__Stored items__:

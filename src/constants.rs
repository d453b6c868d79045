pub const DEFAULT_QUALITY: u8 = 80;
pub const MIN_QUALITY: u8 = 0;
pub const MAX_QUALITY: u8 = 100;

pub const DEFAULT_WORKERS: usize = 4;
pub const DEFAULT_INPUT_DIR: &str = "./public/images";

/// Extension written for every converted file.
pub const TARGET_EXTENSION: &str = "webp";

/// Raster formats accepted for conversion (compared lowercase).
pub const CONVERTIBLE_EXTENSIONS: &[&str] = &["jpg", "jpeg", "png", "bmp", "gif", "tiff"];

/// Vector formats that are never rasterized.
pub const EXCLUDED_EXTENSIONS: &[&str] = &["svg", "svgz"];

pub const PROGRESS_BAR_TEMPLATE: &str =
    "{spinner:.green} [{elapsed_precise}] [{bar:40.cyan/blue}] {pos}/{len} {msg}";

// Common output message prefixes
pub const SUCCESS_PREFIX: &str = "✅";
pub const WARNING_PREFIX: &str = "⚠️";
pub const ERROR_PREFIX: &str = "❌";
pub const INFO_PREFIX: &str = "📋";
pub const SKIP_PREFIX: &str = "⏭️";
pub const SIZE_PREFIX: &str = "📊";
use crate::batch::BatchSummary;
use crate::codec::EncodeMode;
use crate::constants::{
    ERROR_PREFIX, INFO_PREFIX, SIZE_PREFIX, SKIP_PREFIX, SUCCESS_PREFIX, WARNING_PREFIX,
};
use crate::eligibility::Eligibility;
use crate::error::ConvertError;
use crate::utils::{format_file_size, savings_percent};
use std::path::Path;
use tracing::{error, info, warn};

/// Every file transition the orchestrator announces.
#[derive(Debug)]
pub enum BatchEvent<'a> {
    Started {
        root: &'a Path,
        candidates: usize,
        quality: u8,
        workers: usize,
    },
    Skipped {
        path: &'a Path,
        reason: Eligibility,
    },
    TargetCollision {
        path: &'a Path,
        target: &'a Path,
    },
    TraversalFailed {
        error: &'a ConvertError,
    },
    Converted {
        source: &'a Path,
        target: &'a Path,
        source_size: u64,
        output_size: u64,
        mode: EncodeMode,
    },
    Failed {
        path: &'a Path,
        error: &'a ConvertError,
    },
    Replaced {
        path: &'a Path,
    },
    ReplaceFailed {
        error: &'a ConvertError,
    },
    Finished {
        summary: &'a BatchSummary,
    },
}

/// Logging collaborator handed to the orchestrator.
pub trait Reporter: Send + Sync {
    fn report(&self, event: &BatchEvent<'_>);
}

/// Renders batch events through `tracing`.
///
/// Quiet mode drops the per-file info lines; warnings, errors and the final
/// summary are always emitted.
#[derive(Debug, Clone, Copy, Default)]
pub struct Logger {
    quiet: bool,
}

impl Logger {
    pub fn new(quiet: bool) -> Self {
        Self { quiet }
    }

    pub fn is_quiet(&self) -> bool {
        self.quiet
    }
}

impl Reporter for Logger {
    fn report(&self, event: &BatchEvent<'_>) {
        match event {
            BatchEvent::Started {
                root,
                candidates,
                quality,
                workers,
            } => {
                if !self.quiet {
                    info!("{} Found {} image files to process", INFO_PREFIX, candidates);
                    info!("{} Input directory: {}", INFO_PREFIX, root.display());
                    info!("{} WebP quality: {}", INFO_PREFIX, quality);
                    info!("{} Workers: {}", INFO_PREFIX, workers);
                    info!("{} Mode: replace original files with WebP versions", INFO_PREFIX);
                }
            }
            BatchEvent::Skipped { path, reason } => {
                if !self.quiet {
                    info!("{} Skipping {} file: {}", SKIP_PREFIX, reason, path.display());
                }
            }
            BatchEvent::TargetCollision { path, target } => {
                warn!(
                    "{} Skipping {}: target {} is claimed by another file",
                    WARNING_PREFIX,
                    path.display(),
                    target.display()
                );
            }
            BatchEvent::TraversalFailed { error } => {
                warn!("{} {}", WARNING_PREFIX, error);
            }
            BatchEvent::Converted {
                source,
                target,
                source_size,
                output_size,
                mode,
            } => {
                if !self.quiet {
                    if mode.is_lossless() {
                        info!(
                            "{} Converting PNG with transparency: {}",
                            INFO_PREFIX,
                            source.display()
                        );
                    }
                    info!(
                        "{} Converted ({}): {} -> {}",
                        SUCCESS_PREFIX,
                        mode,
                        source.display(),
                        target.display()
                    );
                    info!(
                        "{} Size reduction: {} -> {} ({:.2}% saved)",
                        SIZE_PREFIX,
                        format_file_size(*source_size),
                        format_file_size(*output_size),
                        savings_percent(*source_size, *output_size)
                    );
                }
            }
            BatchEvent::Failed { path, error } => {
                error!(
                    "{} Error converting {} [{}]: {}",
                    ERROR_PREFIX,
                    path.display(),
                    error.kind(),
                    error
                );
            }
            BatchEvent::Replaced { path } => {
                if !self.quiet {
                    info!(
                        "{} Replaced original file with WebP version: {}",
                        SUCCESS_PREFIX,
                        path.display()
                    );
                }
            }
            BatchEvent::ReplaceFailed { error } => {
                warn!("{} {}", WARNING_PREFIX, error);
            }
            BatchEvent::Finished { summary } => {
                info!(
                    "{} Conversion completed: {} files converted to WebP, {} files skipped",
                    SUCCESS_PREFIX, summary.converted, summary.skipped
                );
                if summary.failed > 0 || summary.replace_failures > 0 {
                    warn!(
                        "{} {} conversions failed, {} originals could not be removed",
                        WARNING_PREFIX, summary.failed, summary.replace_failures
                    );
                }
                if summary.converted > 0 {
                    info!(
                        "{} Total size: {} -> {} ({:.1}% saved)",
                        SIZE_PREFIX,
                        format_file_size(summary.bytes_before),
                        format_file_size(summary.bytes_after),
                        savings_percent(summary.bytes_before, summary.bytes_after)
                    );
                }
            }
        }
    }
}
use crate::codec::{ImageCodec, WebpCodec};
use crate::constants::{
    DEFAULT_QUALITY, DEFAULT_WORKERS, MAX_QUALITY, MIN_QUALITY, PROGRESS_BAR_TEMPLATE,
};
use crate::convert::{ConversionOutcome, Converter, SourceFile};
use crate::eligibility::{classify, target_path};
use crate::error::{ConvertError, Result};
use crate::logger::{BatchEvent, Logger, Reporter};
use crate::replace::replace_source;
use indicatif::{ProgressBar, ProgressStyle};
use rayon::prelude::*;
use std::collections::HashSet;
use std::fs;
use std::path::{Path, PathBuf};
use std::sync::mpsc;
use std::sync::Arc;
use std::thread;
use walkdir::{DirEntry, WalkDir};

#[derive(Debug, Clone, Copy, PartialEq, Eq)]
pub struct BatchOptions {
    pub quality: u8,
    pub workers: usize,
    pub show_progress: bool,
}

impl BatchOptions {
    pub fn new(quality: Option<u8>, workers: Option<usize>) -> Result<Self> {
        let quality = quality.unwrap_or(DEFAULT_QUALITY);
        if !(MIN_QUALITY..=MAX_QUALITY).contains(&quality) {
            return Err(ConvertError::InvalidQuality(quality));
        }

        let workers = workers.unwrap_or(DEFAULT_WORKERS);
        if workers == 0 {
            return Err(ConvertError::InvalidWorkerCount(workers));
        }

        Ok(Self {
            quality,
            workers,
            show_progress: false,
        })
    }

    pub fn with_progress(mut self, show_progress: bool) -> Self {
        self.show_progress = show_progress;
        self
    }
}

impl Default for BatchOptions {
    fn default() -> Self {
        Self {
            quality: DEFAULT_QUALITY,
            workers: DEFAULT_WORKERS,
            show_progress: false,
        }
    }
}

/// Counters for one run. Only the collecting thread mutates it.
///
/// `skipped` covers every discovered regular file that was not converted,
/// `failed` is the part of it that failed during conversion.
#[derive(Debug, Clone, Default, PartialEq, Eq)]
pub struct BatchSummary {
    pub converted: usize,
    pub skipped: usize,
    pub failed: usize,
    pub replace_failures: usize,
    pub discovered: usize,
    pub bytes_before: u64,
    pub bytes_after: u64,
}

impl BatchSummary {
    pub fn total(&self) -> usize {
        self.converted + self.skipped
    }
}

/// Result of one work item, sent from a worker to the collector.
#[derive(Debug)]
pub struct FileReport {
    pub source: SourceFile,
    pub target: PathBuf,
    pub outcome: ConversionOutcome,
    pub replace_error: Option<ConvertError>,
}

#[derive(Debug)]
struct WorkItem {
    source: SourceFile,
    target: PathBuf,
}

/// Walks a directory, converts every eligible image on a fixed pool of
/// workers, and replaces the originals.
pub struct BatchConverter {
    options: BatchOptions,
    converter: Converter,
    reporter: Arc<dyn Reporter>,
}

impl BatchConverter {
    pub fn new(options: BatchOptions, reporter: Arc<dyn Reporter>) -> Self {
        Self {
            options,
            converter: Converter::new(Arc::new(WebpCodec)),
            reporter,
        }
    }

    pub fn with_codec(mut self, codec: Arc<dyn ImageCodec>) -> Self {
        self.converter = Converter::new(codec);
        self
    }

    /// Runs the whole batch and returns once every work item has reported.
    ///
    /// Only a missing root, a root that is not a directory, or a failure to
    /// build the pool abort the run; per-file errors land in the summary.
    pub fn run(&self, root: &Path) -> Result<BatchSummary> {
        validate_root(root)?;

        let pool = rayon::ThreadPoolBuilder::new()
            .num_threads(self.options.workers)
            .thread_name(|i| format!("webpify-worker-{}", i))
            .build()?;

        let mut summary = BatchSummary::default();
        let work = self.discover(root, &mut summary);

        self.reporter.report(&BatchEvent::Started {
            root,
            candidates: work.len(),
            quality: self.options.quality,
            workers: self.options.workers,
        });

        let progress = self.progress_bar(work.len() as u64);
        let converter = &self.converter;
        let quality = self.options.quality;
        let (tx, rx) = mpsc::channel::<FileReport>();

        thread::scope(|scope| {
            scope.spawn(move || {
                pool.install(|| {
                    work.into_par_iter().for_each_with(tx, |tx, item| {
                        // The receiver outlives every sender.
                        let _ = tx.send(process_work_item(converter, item, quality));
                    });
                });
            });

            for report in rx {
                self.record(&mut summary, &report);
                progress.inc(1);
            }
        });

        progress.finish_with_message("✅ Batch conversion complete");
        self.reporter.report(&BatchEvent::Finished { summary: &summary });

        Ok(summary)
    }

    fn discover(&self, root: &Path, summary: &mut BatchSummary) -> Vec<WorkItem> {
        let mut claimed: HashSet<PathBuf> = HashSet::new();
        WalkDir::new(root)
            .into_iter()
            .filter_map(|entry| self.admit(entry, &mut claimed, summary))
            .collect()
    }

    /// Classifies one traversal entry. Only regular files are counted.
    fn admit(
        &self,
        entry: walkdir::Result<DirEntry>,
        claimed: &mut HashSet<PathBuf>,
        summary: &mut BatchSummary,
    ) -> Option<WorkItem> {
        let entry = match entry {
            Ok(entry) => entry,
            Err(err) => {
                let error = ConvertError::from(err);
                self.reporter
                    .report(&BatchEvent::TraversalFailed { error: &error });
                return None;
            }
        };

        if !entry.file_type().is_file() {
            return None;
        }
        summary.discovered += 1;

        let reason = classify(entry.path());
        if !reason.is_convert() {
            summary.skipped += 1;
            self.reporter.report(&BatchEvent::Skipped {
                path: entry.path(),
                reason,
            });
            return None;
        }

        let source = match SourceFile::from_entry(&entry) {
            Ok(source) => source,
            Err(error) => {
                summary.skipped += 1;
                summary.failed += 1;
                self.reporter.report(&BatchEvent::Failed {
                    path: entry.path(),
                    error: &error,
                });
                return None;
            }
        };

        // A stale target on disk is overwritten; two sources sharing one
        // target are not.
        let target = target_path(&source.path);
        if !claimed.insert(target.clone()) {
            summary.skipped += 1;
            self.reporter.report(&BatchEvent::TargetCollision {
                path: &source.path,
                target: &target,
            });
            return None;
        }

        Some(WorkItem { source, target })
    }

    fn record(&self, summary: &mut BatchSummary, report: &FileReport) {
        match &report.outcome {
            ConversionOutcome::Converted {
                source_size,
                output_size,
                mode,
            } => {
                summary.converted += 1;
                summary.bytes_before += source_size;
                summary.bytes_after += output_size;
                self.reporter.report(&BatchEvent::Converted {
                    source: &report.source.path,
                    target: &report.target,
                    source_size: *source_size,
                    output_size: *output_size,
                    mode: *mode,
                });

                match &report.replace_error {
                    Some(error) => {
                        summary.replace_failures += 1;
                        self.reporter.report(&BatchEvent::ReplaceFailed { error });
                    }
                    None => self.reporter.report(&BatchEvent::Replaced {
                        path: &report.source.path,
                    }),
                }
            }
            ConversionOutcome::Failed(error) => {
                summary.skipped += 1;
                summary.failed += 1;
                self.reporter.report(&BatchEvent::Failed {
                    path: &report.source.path,
                    error,
                });
            }
        }
    }

    fn progress_bar(&self, len: u64) -> ProgressBar {
        if !self.options.show_progress {
            return ProgressBar::hidden();
        }

        let pb = ProgressBar::new(len);
        pb.set_style(
            ProgressStyle::with_template(PROGRESS_BAR_TEMPLATE)
                .unwrap_or_else(|_| ProgressStyle::default_bar())
                .progress_chars("#>-"),
        );
        pb
    }
}

/// Convert then replace; runs on a pool thread.
fn process_work_item(converter: &Converter, item: WorkItem, quality: u8) -> FileReport {
    let outcome = converter.convert(&item.source.path, &item.target, quality);
    let replace_error = replace_source(&item.source, &item.target, &outcome).err();

    FileReport {
        source: item.source,
        target: item.target,
        outcome,
        replace_error,
    }
}

fn validate_root(root: &Path) -> Result<()> {
    let meta = fs::metadata(root).map_err(|_| ConvertError::RootNotFound(root.to_path_buf()))?;
    if !meta.is_dir() {
        return Err(ConvertError::NotADirectory(root.to_path_buf()));
    }
    Ok(())
}

/// Convert every eligible image under `root` with the default logger.
pub fn convert_directory(root: &Path, quality: u8, workers: usize) -> Result<BatchSummary> {
    let options = BatchOptions::new(Some(quality), Some(workers))?;
    BatchConverter::new(options, Arc::new(Logger::default())).run(root)
}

__Task brief__: From the data above, copy each line where the string "Only" appears.

__Task output__:
/// Counters for one run. Only the collecting thread mutates it.
    /// Only a missing root, a root that is not a directory, or a failure to
    /// Classifies one traversal entry. Only regular files are counted.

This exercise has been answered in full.